When the conservative resists a discovery of real truth in scripture, he plants at least two land minds in the path towards it. First, his attempt to protect his own position in society keeps him in error with respect to the will of God. This is especially serious if he does so in defiance of what his reason tells him about God’s ongoing revelation through science and human intellect. The conservative’s resistance also presents a far graver danger in that he reinforces and keeps in place barriers that deny access to God for others. Those whom society keeps on its margins, but who seek God, might find Him if the minefield of literalism were cleared away. Tragically the religious conservative, in maintaining barriers that his intellect should tell him ought not to exist, thwarts the spread of the very Gospel which the conservative claims to love and seeks to proclaim.

Divisions in Western Christianity: After the great schism between the east and west in 1053, Christianity was united under Papal dominance until the late fifteenth century when that unity came apart. In the late sixteenth-century Anglican theologian, Richard Hooker, posited at about the same time the Pope excommunicated the Church of England (Anglicans) during the reign of Elizabeth I, that truth in Holy Scripture could only be discovered through a process that combined Reason, Tradition, and Scripture.

Hooker’s position was in opposition not only to the Roman Catholic Church, but to most of the Protestant reformers as well. The Roman Catholic position held that only those authorized by the Church could interpret the meaning of scripture. Further, ordinary people were forbidden even to read the words of scripture in the language of their everyday lives. According to Roman Catholic Doctrine, only the Church, governed and control by Christ’s vicar on earth, the Pope, was competent to discern God’s will for the world and his people. The restlessness of human nature at the time resisted the totalitarian governance of the church because the Roman Church had become corrupt. Those, like Martin Luther, who as a priest, knew and read scripture, raised issues with the authority of the church based on what he perceived to be the will of God through his reading of the Bible. The rest is history, as the saying goes.

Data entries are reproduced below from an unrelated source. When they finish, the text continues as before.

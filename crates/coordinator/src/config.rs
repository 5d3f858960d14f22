use anyhow::anyhow;
use clap::Parser;
use fern::colors::{Color, ColoredLevelConfig};
use log::LevelFilter;
use serde::{Deserialize, Serialize};
use std::{
    env,
    fs::{self, File},
    io::{Read, Write},
    path::PathBuf,
};
use time::{format_description::well_known::Iso8601, OffsetDateTime};

#[derive(Parser)]
#[command(author, version, about, long_about = None)]
pub struct Cli {
    /// Path to Settings.toml file holding configuration options
    #[arg(short, long)]
    pub config: Option<String>,

    /// Log level to run with the service (default: info)
    #[arg(short, long)]
    pub level: Option<String>,
}

#[derive(Clone, Debug, Serialize, Deserialize, Default)]
pub struct Settings {
    pub config: Option<String>,
    pub level: Option<String>,
    pub db_settings: DBSettings,
    pub api_settings: ApiSettings,
}

impl ConfigurableSettings for Settings {
    fn apply_cli_overrides(&mut self, cli_settings: &CliSettings) {
        if let Some(level) = &cli_settings.level {
            self.level = Some(level.clone());
        }
    }

    fn default_config_path() -> PathBuf {
        PathBuf::from("./config/local.toml")
    }
}

#[derive(Clone, Debug, Serialize, Deserialize)]
pub struct DBSettings {
    pub data_folder: String,
    pub read_max_connections: u32,
    pub read_min_connections: u32,
    pub write_max_connections: u32,
    pub write_min_connections: u32,
    pub idle_timeout_secs: u64,
    pub acquire_timeout_secs: u64,
    pub sqlite_config: SqliteConfigSerde,
}

#[derive(Clone, Debug, Serialize, Deserialize)]
pub struct SqliteConfigSerde {
    pub mode: String,
    pub cache: String,
    pub busy_timeout_ms: u32,
    pub journal_mode: String,
    pub synchronous: String,
    pub cache_size: i32,
    pub foreign_keys: bool,
    pub wal_autocheckpoint: Option<u32>,
    pub temp_store: String,
    pub mmap_size: Option<u64>,
    pub page_size: Option<u32>,
}

impl Default for DBSettings {
    fn default() -> Self {
        DBSettings {
            data_folder: String::from("./data"),
            read_max_connections: 12,
            read_min_connections: 2,
            write_max_connections: 5,
            write_min_connections: 1,
            idle_timeout_secs: 600,   // 10 minutes
            acquire_timeout_secs: 15, // 15 seconds
            sqlite_config: SqliteConfigSerde::default(),
        }
    }
}

impl Default for SqliteConfigSerde {
    fn default() -> Self {
        Self {
            mode: "ReadWriteCreate".to_string(),
            cache: "Shared".to_string(),
            busy_timeout_ms: 5000,
            journal_mode: "WAL".to_string(),
            synchronous: "NORMAL".to_string(),
            cache_size: 1000000,
            foreign_keys: true,
            wal_autocheckpoint: Some(1000),
            temp_store: "Memory".to_string(),
            mmap_size: Some(268435456), // 256MB
            page_size: Some(4096),
        }
    }
}

impl SqliteConfigSerde {
    pub fn development() -> Self {
        Self {
            busy_timeout_ms: 10000,
            cache_size: 100000,
            ..Default::default()
        }
    }

    pub fn production() -> Self {
        Self {
            synchronous: "FULL".to_string(),
            cache_size: 2000000,
            wal_autocheckpoint: Some(10000),
            mmap_size: Some(1073741824), // 1GB
            ..Default::default()
        }
    }

    pub fn testing() -> Self {
        Self {
            mode: "Memory".to_string(),
            journal_mode: "MEMORY".to_string(),
            synchronous: "OFF".to_string(),
            temp_store: "Memory".to_string(),
            busy_timeout_ms: 1000,
            cache_size: 10000,
            wal_autocheckpoint: None,
            mmap_size: None,
            page_size: None,
            ..Default::default()
        }
    }
}

/// Bind address/port for the HTTP surface. CORS origins are sourced from `ALLOW_ORIGINS`
/// (required env var), not from this file, per the original implementation's fail-fast check.
#[derive(Clone, Debug, Serialize, Deserialize)]
pub struct ApiSettings {
    pub domain: String,
    pub port: String,
}

impl Default for ApiSettings {
    fn default() -> Self {
        ApiSettings {
            domain: String::from("127.0.0.1"),
            port: String::from("9990"),
        }
    }
}

pub fn get_settings() -> Result<Settings, anyhow::Error> {
    get_settings_with_cli(Cli::parse().into())
}

pub struct CliSettings {
    pub config: Option<String>,
    pub level: Option<String>,
}

impl From<Cli> for CliSettings {
    fn from(cli: Cli) -> Self {
        Self {
            config: cli.config,
            level: cli.level,
        }
    }
}
pub trait ConfigurableSettings: Serialize + for<'de> Deserialize<'de> + Default {
    /// Apply CLI settings after loading from file
    fn apply_cli_overrides(&mut self, cli_settings: &CliSettings);

    /// Get the default config file path
    fn default_config_path() -> PathBuf {
        PathBuf::from("./config/settings.toml")
    }

    /// Get the config directory path
    fn config_directory() -> PathBuf {
        PathBuf::from("./config")
    }
}

pub fn get_settings_with_cli<T: ConfigurableSettings>(
    cli_settings: CliSettings,
) -> Result<T, anyhow::Error> {
    let mut settings = if let Some(config_path) = cli_settings.config.clone() {
        let path = PathBuf::from(config_path);

        let absolute_path = if path.is_absolute() {
            path
        } else {
            env::current_dir()?.join(path)
        };

        let file_settings = match File::open(absolute_path) {
            Ok(mut file) => {
                let mut content = String::new();
                file.read_to_string(&mut content)
                    .map_err(|e| anyhow!("Failed to read config: {}", e))?;
                toml::from_str(&content)
                    .map_err(|e| anyhow!("Failed to map config to settings: {}", e))?
            }
            Err(err) => return Err(anyhow!("Failed to find file: {}", err)),
        };
        file_settings
    } else {
        let default_path = T::default_config_path();
        match File::open(&default_path) {
            Ok(mut file) => {
                let mut content = String::new();
                file.read_to_string(&mut content)
                    .map_err(|e| anyhow!("Failed to read default config: {}", e))?;
                toml::from_str(&content)
                    .map_err(|e| anyhow!("Failed to parse default config: {}", e))?
            }
            Err(_) => {
                // Create default settings
                let default_settings = T::default();

                // Create config directory if it doesn't exist
                fs::create_dir_all(T::config_directory())
                    .map_err(|e| anyhow!("Failed to create config directory: {}", e))?;

                let toml_content = toml::to_string(&default_settings)
                    .map_err(|e| anyhow!("Failed to serialize default settings: {}", e))?;

                let mut file = fs::File::create(&default_path)
                    .map_err(|e| anyhow!("Failed to create config file: {}", e))?;
                file.write_all(toml_content.as_bytes())
                    .map_err(|e| anyhow!("Failed to write default config: {}", e))?;

                default_settings
            }
        }
    };

    settings.apply_cli_overrides(&cli_settings);

    Ok(settings)
}

pub fn setup_logger(
    level: Option<String>,
    filter_targets: Vec<String>,
) -> Result<(), fern::InitError> {
    let rust_log = get_log_level(level);
    let colors = ColoredLevelConfig::new()
        .trace(Color::White)
        .debug(Color::Cyan)
        .info(Color::Blue)
        .warn(Color::Yellow)
        .error(Color::Magenta);

    fern::Dispatch::new()
        .format(move |out, message, record| {
            out.finish(format_args!(
                "[{} {}] {}: {}",
                OffsetDateTime::now_utc().format(&Iso8601::DEFAULT).unwrap(),
                colors.color(record.level()),
                record.target(),
                message
            ));
        })
        .level(rust_log)
        .filter(move |metadata| {
            !filter_targets
                .iter()
                .any(|filter| metadata.target().starts_with(filter))
        })
        .chain(std::io::stdout())
        .apply()?;
    Ok(())
}

pub fn get_log_level(level: Option<String>) -> LevelFilter {
    if let Some(level) = &level {
        match level.as_ref() {
            "trace" => LevelFilter::Trace,
            "debug" => LevelFilter::Debug,
            "info" => LevelFilter::Info,
            "warn" => LevelFilter::Warn,
            "error" => LevelFilter::Error,
            _ => LevelFilter::Info,
        }
    } else {
        let rust_log = env::var("RUST_LOG").unwrap_or_else(|_| String::from(""));
        match rust_log.to_lowercase().as_str() {
            "trace" => LevelFilter::Trace,
            "debug" => LevelFilter::Debug,
            "info" => LevelFilter::Info,
            "warn" => LevelFilter::Warn,
            "error" => LevelFilter::Error,
            _ => LevelFilter::Info,
        }
    }
}

// ---------------------------------------------------------------------------
// Escrow-domain operational knobs, sourced directly from the environment per
// the external interface section: BTC_CORE_*, API_KEYS, WOO_*, WEBHOOK_*,
// STUCK_*, SIGNING_DEADLINE_DAYS, RATE_LIMIT, ORDERS_DB, ALLOW_ORIGINS.
// ---------------------------------------------------------------------------

#[derive(Clone, Debug)]
pub struct WalletRpcSettings {
    pub url: String,
    pub user: String,
    pub pass: String,
    pub wallet: String,
}

fn env_var(name: &str) -> Result<String, anyhow::Error> {
    env::var(name).map_err(|_| anyhow!("missing required environment variable {name}"))
}

fn env_var_or(name: &str, default: &str) -> String {
    env::var(name).unwrap_or_else(|_| default.to_string())
}

impl WalletRpcSettings {
    pub fn from_env() -> Result<Self, anyhow::Error> {
        Ok(Self {
            url: env_var("BTC_CORE_URL")?,
            user: env_var("BTC_CORE_USER")?,
            pass: env_var("BTC_CORE_PASS")?,
            wallet: env_var("BTC_CORE_WALLET")?,
        })
    }
}

#[derive(Clone, Debug)]
pub struct ApiKeySettings {
    pub keys: Vec<String>,
    pub revoked: Vec<String>,
}

impl ApiKeySettings {
    pub fn from_env() -> Self {
        let parse_set = |name: &str| -> Vec<String> {
            env::var(name)
                .unwrap_or_default()
                .split(',')
                .map(|s| s.trim().to_string())
                .filter(|s| !s.is_empty())
                .collect()
        };
        Self {
            keys: parse_set("API_KEYS"),
            revoked: parse_set("API_KEY_REVOKED"),
        }
    }

    /// A key is accepted only if the configured set is non-empty, the key is present in it,
    /// and it is not present in the revoked set (revoked wins even if also listed as active).
    pub fn is_authorized(&self, key: &str) -> bool {
        !self.keys.is_empty()
            && self.keys.iter().any(|k| k == key)
            && !self.revoked.iter().any(|k| k == key)
    }
}

/// `ALLOW_ORIGINS` is required: startup fails fast if unset or empty, mirroring the
/// original implementation's `RuntimeError` on missing CORS origins.
pub fn load_allow_origins() -> Result<Vec<String>, anyhow::Error> {
    let raw = env_var("ALLOW_ORIGINS")?;
    let origins: Vec<String> = raw
        .split(',')
        .map(|s| s.trim().to_string())
        .filter(|s| !s.is_empty())
        .collect();
    if origins.is_empty() {
        return Err(anyhow!("ALLOW_ORIGINS is set but contains no origins"));
    }
    Ok(origins)
}

#[derive(Clone, Debug)]
pub struct WebhookSettings {
    pub callback_url: String,
    pub hmac_secret: String,
    pub retries: u32,
    pub backoff: f64,
}

impl WebhookSettings {
    pub fn from_env() -> Result<Self, anyhow::Error> {
        Ok(Self {
            callback_url: env_var("WOO_CALLBACK_URL")?,
            hmac_secret: env_var("WOO_HMAC_SECRET")?,
            retries: env_var_or("WEBHOOK_RETRIES", "3").parse()?,
            backoff: env_var_or("WEBHOOK_BACKOFF", "2").parse()?,
        })
    }
}

#[derive(Clone, Debug)]
pub struct DeadlineSettings {
    pub stuck_order_hours: i64,
    pub check_interval_secs: u64,
    pub signing_deadline_days: i64,
}

impl DeadlineSettings {
    pub fn from_env() -> Result<Self, anyhow::Error> {
        Ok(Self {
            stuck_order_hours: env_var_or("STUCK_ORDER_HOURS", "24").parse()?,
            check_interval_secs: env_var_or("STUCK_CHECK_INTERVAL", "600").parse()?,
            signing_deadline_days: env_var_or("SIGNING_DEADLINE_DAYS", "7").parse()?,
        })
    }
}

#[derive(Clone, Copy, Debug, PartialEq, Eq)]
pub enum RateLimitUnit {
    Second,
    Minute,
    Hour,
}

impl RateLimitUnit {
    pub fn as_secs(&self) -> u64 {
        match self {
            RateLimitUnit::Second => 1,
            RateLimitUnit::Minute => 60,
            RateLimitUnit::Hour => 3600,
        }
    }
}

#[derive(Clone, Debug)]
pub struct RateLimitSettings {
    pub count: u32,
    pub unit: RateLimitUnit,
}

impl RateLimitSettings {
    /// Parses `<count>/<unit>` where unit is `second|minute|hour`, e.g. `100/minute`.
    pub fn parse(raw: &str) -> Result<Self, anyhow::Error> {
        let (count_str, unit_str) = raw
            .split_once('/')
            .ok_or_else(|| anyhow!("RATE_LIMIT must be formatted as <count>/<unit>, got {raw}"))?;
        let count: u32 = count_str
            .trim()
            .parse()
            .map_err(|_| anyhow!("RATE_LIMIT count {count_str} is not a number"))?;
        let unit = match unit_str.trim() {
            "second" => RateLimitUnit::Second,
            "minute" => RateLimitUnit::Minute,
            "hour" => RateLimitUnit::Hour,
            other => return Err(anyhow!("RATE_LIMIT unit {other} must be second|minute|hour")),
        };
        Ok(Self { count, unit })
    }

    pub fn from_env() -> Result<Self, anyhow::Error> {
        Self::parse(&env_var_or("RATE_LIMIT", "100/minute"))
    }
}

pub fn orders_db_path() -> String {
    env_var_or("ORDERS_DB", "./data")
}

#[cfg(test)]
mod tests {
    use super::*;

    #[test]
    fn rate_limit_parses_count_and_unit() {
        let limit = RateLimitSettings::parse("100/minute").unwrap();
        assert_eq!(limit.count, 100);
        assert_eq!(limit.unit, RateLimitUnit::Minute);
        assert_eq!(limit.unit.as_secs(), 60);
    }

    #[test]
    fn rate_limit_rejects_malformed_input() {
        assert!(RateLimitSettings::parse("100").is_err());
        assert!(RateLimitSettings::parse("abc/minute").is_err());
        assert!(RateLimitSettings::parse("100/fortnight").is_err());
    }

    #[test]
    fn api_key_revocation_wins_over_active_set() {
        let keys = ApiKeySettings {
            keys: vec!["a".to_string(), "b".to_string()],
            revoked: vec!["b".to_string()],
        };
        assert!(keys.is_authorized("a"));
        assert!(!keys.is_authorized("b"));
        assert!(!keys.is_authorized("c"));
    }

    #[test]
    fn empty_key_set_authorizes_nothing_and_blocks_nothing_ambiguously() {
        let keys = ApiKeySettings {
            keys: vec![],
            revoked: vec![],
        };
        assert!(!keys.is_authorized("anything"));
    }
}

Challenging the authority of the Papacy took at least two major forms: totally protestant, which claimed that only the words of Scripture had authority: Sola Scriptura, to use the Latin term. This view accepted no authority in the ancient practices of the Church. Unless a doctrine or belief was explicitly stated in scripture, it was corrupt. Although this position might be understandable given the absolutist mentality of society at the time, combined with a great deal of ignorance of biblical and church history, it had the result of abandoning very important elements of the ancient Christian faith. On the European continent, this literalist Christianity developed into an extremely legalistic, judgmental, and forbidding faith derived in great part from a one-sided
reading of the Hebrew prophets and the angry, vengeful God they describe. Its very absolutist positions, however, were very attractive to a plague-ridden, poor, and unenlightened populace who were just emerging from the intellectual darkness of the Middle Ages.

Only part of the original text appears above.